Husayn Ahmad Amin mengatakan bahwa Islam harus berkembang dan berubah agar bisa berperan serta dalam komunitas dunia. Beliau mencurahkan banyak pembahasannya mengenai persoalan pembaharuan Syariah. Menurutnya, ketetapan dan peraturan Syariah bisa berkembang. Yang menjadi pertanyaan kemudian apakah Syariah bisa bersatu dengan Negara sekuler.

Sekuler erat kaitan dengan paham liberal. Sulaiman Al Khirasyi menyebutkan bahwa liberalisme adalah paham yang mengutamakan kebebasan individu. Yang dimaksud dengan kebebasan disini ialah setiap individu bebas melakukan perbuatan. Negara tak memiliki hak mengatur. Perbuatan itu hanya dibatasi oleh undang-undang yang dibuat sendiri dan tidak terikat oleh agama. Dengan kata lain liberalisme adalah sisi lain dari sekulerisme.

Sekulerisme lahir dari rahim peradaban Barat. Menurut Sayyid Quthb, Islam dan Barat tidak sesuai. Beberapa sarjana juga mengemukakan bahwa tidak ada istilah dalam bahasa Arab yang merujuk kepada kata sekular dan sekularisme. Sekularisme diterjemahkan kedalam bahasa Arab sebagai "alamaniyah", yang berasal dari kata "alam(dunia atau universal)", atau "ilmaniyah", yang ditarik dari kata "ilm(sains atau ilmu pengetahuan)". Terminologi "alamaniyah" pertama kali muncul diakhir abad kesembilan belas di kamus Muhit al-Muhit yang ditulis oleh seorang sarjana Kristen Lebanon bernama scholar Butrus al-Bustani. Beberapa sumber mengatakan bahwa sekularisme diambil dari kata "la diniyah(tidak beragama)", yang dinyatakan sebagai sesuatu yang diluar agama.

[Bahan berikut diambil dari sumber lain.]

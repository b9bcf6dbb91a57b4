//! Condensed-audio composition.
//!
//! Cuts the audio down to the spoken spans of the sibling subtitle (padded,
//! overlaps merged) and concatenates them into one condensed track.

use std::path::{Path, PathBuf};
use std::time::Duration;

use log::info;
use uuid::Uuid;

use crate::error::LangkitError;
use crate::media::MediaToolkit;
use crate::progress::importance::BAR_CONDENSE_PROCESS;
use crate::subtitle::{sibling_subtitle, Subtitle};
use crate::task::{CondenseOptions, TaskContext};
use crate::Result;

/// Produce `<base>.CONDENSED.<ext>` next to the media item.
pub async fn condense_audio(
    ctx: &TaskContext,
    media: &MediaToolkit,
    media_path: &Path,
    audio_track: Option<usize>,
    opts: &CondenseOptions,
) -> Result<PathBuf> {
    ctx.check_cancelled()?;
    let subtitle_path = sibling_subtitle(media_path).ok_or_else(|| {
        LangkitError::validation(format!(
            "no subtitle found next to {} to condense against",
            media_path.display()
        ))
    })?;
    let subtitle = Subtitle::load(&subtitle_path)?;
    if subtitle.entries.is_empty() {
        return Err(LangkitError::validation("subtitle has no timed entries"));
    }

    let work_dir = std::env::temp_dir().join(format!("langkit-condense-{}", Uuid::new_v4().simple()));
    tokio::fs::create_dir_all(&work_dir).await?;
    let result = run(ctx, media, media_path, audio_track, opts, &subtitle, &work_dir).await;
    let _ = tokio::fs::remove_dir_all(&work_dir).await;
    result
}

async fn run(
    ctx: &TaskContext,
    media: &MediaToolkit,
    media_path: &Path,
    audio_track: Option<usize>,
    opts: &CondenseOptions,
    subtitle: &Subtitle,
    work_dir: &Path,
) -> Result<PathBuf> {
    let source_wav = work_dir.join("source.wav");
    media
        .extract_audio(media_path, audio_track, &source_wav)
        .await?;

    let padding = Duration::from_millis(opts.padding_ms);
    let spans = merge_spans(
        subtitle
            .entries
            .iter()
            .map(|e| (e.start.saturating_sub(padding), e.end + padding))
            .collect(),
    );

    let total = spans.len();
    let mut parts = Vec::with_capacity(total);
    for (i, (start, end)) in spans.into_iter().enumerate() {
        ctx.check_cancelled()?;
        let part = work_dir.join(format!("span-{:04}.wav", i));
        media.extract_span(&source_wav, start, end, &part).await?;
        parts.push(part);
        ctx.reporter.update(
            BAR_CONDENSE_PROCESS,
            ((i + 1) * 90 / total.max(1)) as u32,
            100,
            "condense",
            "Cutting spoken spans",
        );
    }

    let combined = work_dir.join("condensed.wav");
    media.concat_wav(&parts, &combined).await?;

    let stem = media_path
        .file_stem()
        .map(|s| s.to_string_lossy().to_string())
        .unwrap_or_else(|| "output".to_string());
    let out_path = media_path.with_file_name(format!(
        "{}.CONDENSED.{}",
        stem,
        opts.output_format.extension()
    ));
    media.encode(&combined, &out_path, opts.output_format).await?;
    ctx.reporter.update(
        BAR_CONDENSE_PROCESS,
        100,
        100,
        "condense",
        "Condensed audio ready",
    );
    info!("wrote {}", out_path.display());
    Ok(out_path)
}

/// Merge overlapping or touching spans, preserving order.
pub fn merge_spans(mut spans: Vec<(Duration, Duration)>) -> Vec<(Duration, Duration)> {
    spans.sort_by_key(|(start, _)| *start);
    let mut merged: Vec<(Duration, Duration)> = Vec::with_capacity(spans.len());
    for (start, end) in spans {
        match merged.last_mut() {
            Some((_, last_end)) if start <= *last_end => {
                *last_end = (*last_end).max(end);
            }
            _ => merged.push((start, end)),
        }
    }
    merged
}

#[cfg(test)]
mod tests {
    use super::*;

    fn span(start_ms: u64, end_ms: u64) -> (Duration, Duration) {
        (Duration::from_millis(start_ms), Duration::from_millis(end_ms))
    }

    #[test]
    fn test_merge_overlapping_spans() {
        let merged = merge_spans(vec![span(0, 1000), span(800, 2000), span(3000, 4000)]);
        assert_eq!(merged, vec![span(0, 2000), span(3000, 4000)]);
    }

    #[test]
    fn test_merge_touching_spans() {
        let merged = merge_spans(vec![span(0, 1000), span(1000, 1500)]);
        assert_eq!(merged, vec![span(0, 1500)]);
    }

    #[test]
    fn test_merge_unsorted_input() {
        let merged = merge_spans(vec![span(5000, 6000), span(0, 1000)]);
        assert_eq!(merged, vec![span(0, 1000), span(5000, 6000)]);
    }

    #[test]
    fn test_contained_span_absorbed() {
        let merged = merge_spans(vec![span(0, 5000), span(1000, 2000)]);
        assert_eq!(merged, vec![span(0, 5000)]);
    }
}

Definisi dan penerapan dari sekularisme khususnya masalah keagamaan dalam masyarakat, sangat berbeda antara negara dengan muslim dan negara-negara di Eropa dan Amerika Serikat. Istilah sekularisme sering digunakan untuk menjelaskan pemisahan antara kehidupan bermasyarakat dan segala yang berhubungan dengan pemerintahan dari masalah keagamaan, atau secara sederhana sekularisme adalah pemisahan antara agama dan politik. Sekularisme dalam Islam sering diperbandingkan dengan Islamisme dan para sekularis cenderung untuk mengambil sikap berlawanan dengan Islam dalam hal politik dan nilai sosial. Diantara sarjana barat dan intelektual muslim, ada beberaapa perdebatan mengenai sekularisme termasuk di dalamnya mengenai pemahaman dalam kehidupan politik dan dan campur tangan agama dalam pemerintahan yang sah.

Konsep sekularisme memiliki pengertian yang berbeda diantara para sekularis muslim. Reaksi para intelektual muslim terhadapsekularisasi juga berbeda. Di sisi lain, sekularisme dianggap suatu keburukan oleh para intelektual muslim yang merasa bahwa keagamaan tidak bisa dihilangkan dalam kehidupan bermasyarakat. Di sisi lain, sekularisme dianggap cocok dengan ajaran Islam. Sebagai contoh, penyelidikan sekularisme telah menginspirasi beberapa sarjana Muslim yang memperdebatkan bahwa bentuk pemerintahan sekular adalah jalan terbaik untuk menjalankan syariat Islam. Ditambah lagi, Beberapa sarjana berpendapat bahwa bentuk pemerintahan sekular telah ada di dunia Islam sejak abad pertengahan.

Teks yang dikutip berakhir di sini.